Funeral pyres. It could not be so. What did all of this
mean for her brother? She wondered if Julian would stumble into
the YMCA, another refugee, soaked with his own blood and haunted
with the nearness of his own death. Or was it really possible he
had died when his fighter jet was shot down over the Enchanted
Forest, as his Colonel claimed? She had spent four months
refusing to believe it. But now . . . this war was over. He
would be coming home. Or he wouldn't, and that would be her
final answer.
She doubted Beri would ever leave his home, even while
it burned. He'd rather die. She had begged him last summer to
come out to California. She'd couched it in terms of a vacation,
keeping her fear for him secret, but he had told her he could
not be spared. She had wondered at the time how he could have
suddenly become so dedicated to his homeland. Now, with his
house burning, that newborn sense of responsibility might have
proved fatal.
For a moment, she hated her brother, whom she'd
worshiped, and her best friend, who should have been safe in his
palace, protected by his father's knights and his own strong
magic. Why hadn't Julian stayed home? He hadn't needed to join
the Air Force and become a fighter pilot; he could have taken
the VP spot at Dad's firm. And Beri should have swallowed his
pride and fled for Earth last summer when Karen has begged him
to.
Karen cried harder. She wanted to go home. She thought
she would, actually, they didn't really need her, and there were
enough bilingual Fey in the room to translate the Avalon library
into English.
"I'm going home," Karen announced to Theresa, who was
still looking at Karen with frightened concern. "You don't need
me . . ."
Theresa nodded, eyes understanding. She patted Karen on
the shoulder as the younger volunteer moved past her. Karen
didn't think she would return tomorrow. She had chosen a
community service for her civics assignment that was far too
close to home. She could have cleaned up trash along the
highway, but no. Karen had wanted to 'make a difference' in the
world.
She hunched her shoulders in anticipation of the cold
rain and walked through the back door into the parking lot. Her
father's silver Mercedes was dull as a closed eye in the
filtering illumination from the street lamp above. Rain plopped
into her hair and slid down her spine in oily slug tracks. Karen
pulled on the thin gloves that would protect her hands from the
steel in her keys, then unlocked the door and started the
engine. The car started with a pleasant hum as she put it into
gear. It made her think of Beri, who had been an awful driver
and crashed three of the nicest cars she had ever seen.
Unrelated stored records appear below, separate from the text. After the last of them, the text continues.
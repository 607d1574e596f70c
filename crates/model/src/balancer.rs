//! Credential-set load balancing.
//!
//! Rotation starts from an atomic round-robin cursor; a set that just
//! failed with a rotatable error is excluded from selection for the
//! cooldown window. Time is read through [`Clock`] so cooldown expiry can
//! be driven by a fake clock in tests.

use std::sync::atomic::{AtomicUsize, Ordering};
use std::sync::Arc;
use std::time::{Duration, Instant};

use parking_lot::Mutex;

/// Time source for cooldown bookkeeping.
pub trait Clock: Send + Sync {
    fn now(&self) -> Instant;
}

/// Wall-clock time.
pub struct SystemClock;

impl Clock for SystemClock {
    fn now(&self) -> Instant {
        Instant::now()
    }
}

/// Tracks per-credential-set cooldowns and the round-robin cursor.
pub struct LoadBalancer {
    /// When each set entered cooldown (None = available).
    cooldowns: Mutex<Vec<Option<Instant>>>,
    cursor: AtomicUsize,
    cooldown: Duration,
    clock: Arc<dyn Clock>,
}

impl LoadBalancer {
    pub fn new(sets: usize, cooldown: Duration, clock: Arc<dyn Clock>) -> Self {
        Self {
            cooldowns: Mutex::new(vec![None; sets]),
            cursor: AtomicUsize::new(0),
            cooldown,
            clock,
        }
    }

    pub fn len(&self) -> usize {
        self.cooldowns.lock().len()
    }

    pub fn is_empty(&self) -> bool {
        self.len() == 0
    }

    /// The order to try credential sets this invocation: every index once,
    /// starting at the advancing round-robin cursor.
    pub fn rotation_order(&self) -> Vec<usize> {
        let n = self.len();
        if n == 0 {
            return Vec::new();
        }
        let start = self.cursor.fetch_add(1, Ordering::Relaxed) % n;
        (0..n).map(|i| (start + i) % n).collect()
    }

    /// Whether a set is still inside its cooldown window. An expired
    /// window is cleared as a side effect.
    pub fn in_cooldown(&self, index: usize) -> bool {
        let now = self.clock.now();
        let mut cooldowns = self.cooldowns.lock();
        match cooldowns.get(index).copied().flatten() {
            Some(since) if now.duration_since(since) < self.cooldown => true,
            Some(_) => {
                cooldowns[index] = None;
                false
            }
            None => false,
        }
    }

    /// Exclude a set from selection for the cooldown window.
    pub fn mark_cooldown(&self, index: usize) {
        let now = self.clock.now();
        let mut cooldowns = self.cooldowns.lock();
        if let Some(slot) = cooldowns.get_mut(index) {
            *slot = Some(now);
        }
        tracing::warn!(credential_set = index, "credential set entered cooldown");
    }
}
Karen sobbed, horrified as her thoughts of him became
past tense. She almost wished she had never loved them, those
missing boys that would leave her empty if they passed. She
wished she could be any other girl, one who might realize in
passing that the Ogres had conquered Avalon, and then quickly
forget.
Karen scrubbed at her face and put the car in gear. The
weather was getting worse.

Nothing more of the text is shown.